WORK ORDER.
All lines below containing the string "output" are to be copied.

DATASET EXTRACT.
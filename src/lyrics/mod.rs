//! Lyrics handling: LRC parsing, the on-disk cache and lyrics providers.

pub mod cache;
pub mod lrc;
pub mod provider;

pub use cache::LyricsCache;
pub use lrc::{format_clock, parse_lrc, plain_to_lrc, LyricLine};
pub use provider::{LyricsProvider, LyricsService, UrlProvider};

---

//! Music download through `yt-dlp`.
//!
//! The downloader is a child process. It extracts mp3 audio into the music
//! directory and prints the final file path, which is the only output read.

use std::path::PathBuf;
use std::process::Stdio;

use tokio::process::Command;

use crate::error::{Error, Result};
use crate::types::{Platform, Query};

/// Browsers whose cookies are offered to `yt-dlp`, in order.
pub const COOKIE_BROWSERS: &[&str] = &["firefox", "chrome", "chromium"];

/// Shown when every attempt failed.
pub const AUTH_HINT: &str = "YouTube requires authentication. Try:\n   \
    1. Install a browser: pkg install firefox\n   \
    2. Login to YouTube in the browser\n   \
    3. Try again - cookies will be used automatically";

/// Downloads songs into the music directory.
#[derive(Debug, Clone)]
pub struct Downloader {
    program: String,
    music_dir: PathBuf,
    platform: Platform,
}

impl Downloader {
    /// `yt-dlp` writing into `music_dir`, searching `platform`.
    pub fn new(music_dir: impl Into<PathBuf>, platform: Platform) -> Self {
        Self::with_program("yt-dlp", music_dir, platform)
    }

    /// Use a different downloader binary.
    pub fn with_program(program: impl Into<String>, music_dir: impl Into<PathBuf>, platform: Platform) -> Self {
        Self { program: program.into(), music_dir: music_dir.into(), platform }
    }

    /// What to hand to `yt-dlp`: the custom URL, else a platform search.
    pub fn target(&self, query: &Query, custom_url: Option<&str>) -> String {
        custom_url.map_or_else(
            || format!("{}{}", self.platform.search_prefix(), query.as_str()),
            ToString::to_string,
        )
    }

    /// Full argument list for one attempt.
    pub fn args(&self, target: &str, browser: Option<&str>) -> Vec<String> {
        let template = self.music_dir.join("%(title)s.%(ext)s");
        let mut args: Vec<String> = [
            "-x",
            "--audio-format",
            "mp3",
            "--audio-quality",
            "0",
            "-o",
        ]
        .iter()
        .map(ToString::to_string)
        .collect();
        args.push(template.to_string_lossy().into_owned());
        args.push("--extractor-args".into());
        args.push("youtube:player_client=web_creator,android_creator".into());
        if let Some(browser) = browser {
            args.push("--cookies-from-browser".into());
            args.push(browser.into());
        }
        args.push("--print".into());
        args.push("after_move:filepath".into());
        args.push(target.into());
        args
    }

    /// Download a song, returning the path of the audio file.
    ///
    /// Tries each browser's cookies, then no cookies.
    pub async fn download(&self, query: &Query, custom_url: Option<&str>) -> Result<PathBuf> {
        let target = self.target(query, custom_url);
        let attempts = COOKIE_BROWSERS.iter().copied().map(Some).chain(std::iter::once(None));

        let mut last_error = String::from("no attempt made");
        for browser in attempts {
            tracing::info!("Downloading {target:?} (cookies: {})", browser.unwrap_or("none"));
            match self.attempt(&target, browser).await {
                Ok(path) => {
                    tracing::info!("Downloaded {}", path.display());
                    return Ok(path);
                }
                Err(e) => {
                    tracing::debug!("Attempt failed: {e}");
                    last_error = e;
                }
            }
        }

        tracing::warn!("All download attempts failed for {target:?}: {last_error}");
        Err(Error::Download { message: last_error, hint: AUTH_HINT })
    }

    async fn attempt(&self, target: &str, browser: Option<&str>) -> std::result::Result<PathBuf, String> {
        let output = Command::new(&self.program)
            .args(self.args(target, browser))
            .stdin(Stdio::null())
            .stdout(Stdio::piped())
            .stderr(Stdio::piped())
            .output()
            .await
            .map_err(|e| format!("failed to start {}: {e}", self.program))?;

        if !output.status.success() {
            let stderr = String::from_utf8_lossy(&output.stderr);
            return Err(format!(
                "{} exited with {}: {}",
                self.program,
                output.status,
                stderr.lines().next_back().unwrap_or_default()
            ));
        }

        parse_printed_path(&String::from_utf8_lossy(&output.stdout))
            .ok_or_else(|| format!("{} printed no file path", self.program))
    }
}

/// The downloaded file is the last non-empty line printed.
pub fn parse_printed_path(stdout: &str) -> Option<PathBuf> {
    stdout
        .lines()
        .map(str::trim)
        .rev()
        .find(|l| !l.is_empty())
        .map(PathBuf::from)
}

SOLUTION.
//! directory and prints the final file path, which is the only output read.
        let output = Command::new(&self.program)
            .output()
        if !output.status.success() {
            let stderr = String::from_utf8_lossy(&output.stderr);
                output.status,
        parse_printed_path(&String::from_utf8_lossy(&output.stdout))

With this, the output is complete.